The biggest problem with the game is the lack of variety. The power-ups are very rare, so you’re mostly playing the game with the same set of abilities you had from the beginning. Every track is visually identical, with the same rainbow colored boundaries and starry background. There are only three main enemy types, as well, and though the combination of the three in various quantities is more than enough to provide a strong challenge, it’s still not very exciting to be facing the exact same types of enemies from the mid-point onward. The music in the game is very limited, just used for intros and outros for each stage, but it, too, never changes. As a result of all of this, the game really doesn’t hold up well under long play sessions. It’s really ideally enjoyed in short bursts here and there.

Also, as far as I could tell, there’s no option to simply choose the stage you want to start on, nor are there any continues. If you lose your health, it’s back to the start for you. That’s fine, as it’s not a terribly long game at any difficulty setting, but the early stages are pretty dull after you’ve gotten used to the game, and having to replay them every time contributes greatly to the feeling of repetitiveness that sets in. To the game’s credit, however, it does have full support for leaderboards and achievements via Game Center. Trying to best your friends’ scores and collect all the achievements adds some sorely-needed long-term motivation to the game.

BlastTrax has a terrific visual style, at least, with color choices and sprite designs that call back to the C64 era of computing, but with a really trippy blur layer put on top of everything to give it a bit of a modern skew.
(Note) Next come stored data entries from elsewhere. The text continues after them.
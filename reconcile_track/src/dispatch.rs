// Copyright 2026 the Reconcile Authors
// SPDX-License-Identifier: Apache-2.0 OR MIT

//! Send-and-forget dispatch over a transport capability.
//!
//! ## Overview
//!
//! [`Transport`] is the seam between this crate and the host environment.
//! The two free functions compose the request and hand it over; neither
//! returns anything, and neither retries. Transport failures are invisible
//! here by contract.

use alloc::format;

use serde_json::Value;

use crate::encode::{QueryMap, stringify};

/// Send-and-forget wire primitives supplied by the host environment.
///
/// Implementations must not panic: a failing beacon must never break the
/// page. There is deliberately no way to report an error back to callers.
pub trait Transport {
    /// Pixel-style GET. `url` already carries the encoded query string.
    fn send_get(&self, url: &str);

    /// POST with a structured JSON body.
    fn send_post(&self, url: &str, body: &Value);
}

/// Encode `params` and issue a pixel-style GET to `endpoint`.
///
/// The request URL is `endpoint?query`; no response is consumed.
pub fn track_get(transport: &dyn Transport, endpoint: &str, params: &QueryMap) {
    let url = format!("{endpoint}?{}", stringify(params));
    transport.send_get(&url);
}

/// Issue a POST carrying `body` to `endpoint`.
pub fn track_post(transport: &dyn Transport, endpoint: &str, body: &Value) {
    transport.send_post(endpoint, body);
}
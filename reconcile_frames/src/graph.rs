// Copyright 2026 the Reconcile Authors
// SPDX-License-Identifier: Apache-2.0 OR MIT

//! Simulated page graph: windows with parent/top links, elements with
//! iframe content windows.
//!
//! ## Overview
//!
//! [`PageGraph`] stands in for the browser's ambient window graph in tests
//! and demos. It models the failure shapes the walker has to survive:
//! a parent link that is simply gone ([`PageGraph::break_parent_link`]) and
//! a window whose parent/top accessors are denied by cross-origin rules
//! ([`PageGraph::set_cross_origin`]).
//!
//! Handles are generational (slot index + generation); removing a window or
//! element makes outstanding handles stale, and stale handles resolve to
//! nothing rather than aliasing a reused slot.

use alloc::vec::Vec;

use crate::types::{AccessError, ElementId, WindowGraph, WindowId};

#[derive(Clone, Debug)]
struct WindowNode {
    generation: u32,
    /// `None` models a broken/unset parent reference, not just a root.
    parent: Option<WindowId>,
    /// Top of this window's browsing context tree; self for roots.
    top: WindowId,
    /// When set, parent/top accesses on this window are denied.
    cross_origin: bool,
}

#[derive(Clone, Debug)]
struct ElementNode {
    generation: u32,
    children: Vec<ElementId>,
    /// `Some` marks this element as an iframe holding that content window.
    content_window: Option<WindowId>,
}

/// Simulated page: a forest of windows plus a forest of elements.
#[derive(Clone, Default)]
pub struct PageGraph {
    windows: Vec<Option<WindowNode>>,
    window_generations: Vec<u32>,
    window_free: Vec<usize>,
    elements: Vec<Option<ElementNode>>,
    element_generations: Vec<u32>,
    element_free: Vec<usize>,
}

impl core::fmt::Debug for PageGraph {
    fn fmt(&self, f: &mut core::fmt::Formatter<'_>) -> core::fmt::Result {
        let windows_alive = self.windows.iter().filter(|w| w.is_some()).count();
        let elements_alive = self.elements.iter().filter(|e| e.is_some()).count();
        f.debug_struct("PageGraph")
            .field("windows_total", &self.windows.len())
            .field("windows_alive", &windows_alive)
            .field("elements_total", &self.elements.len())
            .field("elements_alive", &elements_alive)
            .finish_non_exhaustive()
    }
}

impl PageGraph {
    /// Create an empty page graph.
    pub fn new() -> Self {
        Self::default()
    }

    /// Insert a window under `parent`, or a new top-level window if `None`.
    ///
    /// The top link is inherited from the parent; a top-level window is its
    /// own top.
    pub fn insert_window(&mut self, parent: Option<WindowId>) -> WindowId {
        let (idx, generation) = if let Some(idx) = self.window_free.pop() {
            let generation = self.window_generations[idx].saturating_add(1);
            self.window_generations[idx] = generation;
            #[allow(
                clippy::cast_possible_truncation,
                reason = "handles use 32-bit indices by design"
            )]
            (idx as u32, generation)
        } else {
            self.window_generations.push(1);
            self.windows.push(None);
            #[allow(
                clippy::cast_possible_truncation,
                reason = "handles use 32-bit indices by design"
            )]
            ((self.windows.len() - 1) as u32, 1_u32)
        };
        let id = WindowId::new(idx, generation);
        let top = parent
            .and_then(|p| self.window(p))
            .map(|p| p.top)
            .unwrap_or(id);
        self.windows[id.idx()] = Some(WindowNode {
            generation,
            parent,
            top,
            cross_origin: false,
        });
        id
    }

    /// Remove a window; outstanding handles to it become stale.
    pub fn remove_window(&mut self, id: WindowId) {
        if self.window(id).is_none() {
            return;
        }
        self.windows[id.idx()] = None;
        self.window_free.push(id.idx());
    }

    /// Sever `win`'s parent reference, leaving its top link intact.
    ///
    /// Models a teardown race where an intermediate frame navigated away.
    pub fn break_parent_link(&mut self, win: WindowId) {
        if let Some(node) = self.window_mut(win) {
            node.parent = None;
        }
    }

    /// Mark `win` as cross-origin: parent/top accesses on it are denied.
    pub fn set_cross_origin(&mut self, win: WindowId, denied: bool) {
        if let Some(node) = self.window_mut(win) {
            node.cross_origin = denied;
        }
    }

    /// True if `id` refers to a live window.
    pub fn is_window_alive(&self, id: WindowId) -> bool {
        self.window(id).is_some()
    }

    /// Insert a plain element under `parent`, or as a root if `None`.
    pub fn insert_element(&mut self, parent: Option<ElementId>) -> ElementId {
        self.insert_element_node(parent, None)
    }

    /// Insert an iframe element under `parent`, holding `content`.
    pub fn insert_iframe(&mut self, parent: Option<ElementId>, content: WindowId) -> ElementId {
        self.insert_element_node(parent, Some(content))
    }

    /// Remove an element and its subtree; handles into it become stale.
    pub fn remove_element(&mut self, id: ElementId) {
        let Some(node) = self.element(id) else {
            return;
        };
        let children = node.children.clone();
        for child in children {
            self.remove_element(child);
        }
        self.elements[id.idx()] = None;
        self.element_free.push(id.idx());
    }

    /// True if `id` refers to a live element.
    pub fn is_element_alive(&self, id: ElementId) -> bool {
        self.element(id).is_some()
    }

    // --- internals ---

    fn insert_element_node(
        &mut self,
        parent: Option<ElementId>,
        content_window: Option<WindowId>,
    ) -> ElementId {
        let (idx, generation) = if let Some(idx) = self.element_free.pop() {
            let generation = self.element_generations[idx].saturating_add(1);
            self.element_generations[idx] = generation;
            #[allow(
                clippy::cast_possible_truncation,
                reason = "handles use 32-bit indices by design"
            )]
            (idx as u32, generation)
        } else {
            self.element_generations.push(1);
            self.elements.push(None);
            #[allow(
                clippy::cast_possible_truncation,
                reason = "handles use 32-bit indices by design"
            )]
            ((self.elements.len() - 1) as u32, 1_u32)
        };
        let id = ElementId::new(idx, generation);
        self.elements[id.idx()] = Some(ElementNode {
            generation,
            children: Vec::new(),
            content_window,
        });
        if let Some(p) = parent
            && let Some(parent_node) = self.element_mut(p)
        {
            parent_node.children.push(id);
        }
        id
    }

    fn window(&self, id: WindowId) -> Option<&WindowNode> {
        self.windows
            .get(id.idx())?
            .as_ref()
            .filter(|n| n.generation == id.generation())
    }

    fn window_mut(&mut self, id: WindowId) -> Option<&mut WindowNode> {
        self.windows
            .get_mut(id.idx())?
            .as_mut()
            .filter(|n| n.generation == id.generation())
    }

    fn element(&self, id: ElementId) -> Option<&ElementNode> {
        self.elements
            .get(id.idx())?
            .as_ref()
            .filter(|n| n.generation == id.generation())
    }

    fn element_mut(&mut self, id: ElementId) -> Option<&mut ElementNode> {
        self.elements
            .get_mut(id.idx())?
            .as_mut()
            .filter(|n| n.generation == id.generation())
    }

    fn collect_iframes(&self, id: ElementId, out: &mut Vec<ElementId>) {
        let Some(node) = self.element(id) else {
            return;
        };
        for &child in &node.children {
            if let Some(child_node) = self.element(child) {
                if child_node.content_window.is_some() {
                    out.push(child);
                }
                self.collect_iframes(child, out);
            }
        }
    }
}

impl WindowGraph for PageGraph {
    type Window = WindowId;
    type Element = ElementId;

    fn parent_of(&self, win: WindowId) -> Result<Option<WindowId>, AccessError> {
        let Some(node) = self.window(win) else {
            return Ok(None);
        };
        if node.cross_origin {
            return Err(AccessError);
        }
        Ok(node.parent)
    }

    fn top_of(&self, win: WindowId) -> Result<Option<WindowId>, AccessError> {
        let Some(node) = self.window(win) else {
            return Ok(None);
        };
        if node.cross_origin {
            return Err(AccessError);
        }
        Ok(Some(node.top))
    }

    fn iframes_under(&self, element: ElementId) -> Vec<ElementId> {
        let mut out = Vec::new();
        self.collect_iframes(element, &mut out);
        out
    }

    fn content_window_of(&self, iframe: ElementId) -> Option<WindowId> {
        self.element(iframe)?.content_window
    }
}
It almost feels like a game from Jeff Minter, of Tempest fame. The sound effects and sparse music match the retro visuals nicely, making the whole thing feel like a buffed-up 8-bit shooter. While it’s not the first or last shoot-em-up to take that approach, this game truly owns that heritage, even down to the gameplay, so it never really feels like a gimmick the way it occasionally does in other games.

So, who is BlastTrax for? If you’re looking for a fairly simple shooter, have an appreciation of retro/8-bit style games, and are looking for more a “snack" shooter than a full-course meal, you’ll want to give this one a look. This isn’t as substantial as the developer’s other works, but the game still plays well and does what it sets out to. Its scope is small but if you’re fine with that, you’ll have a good time with this one.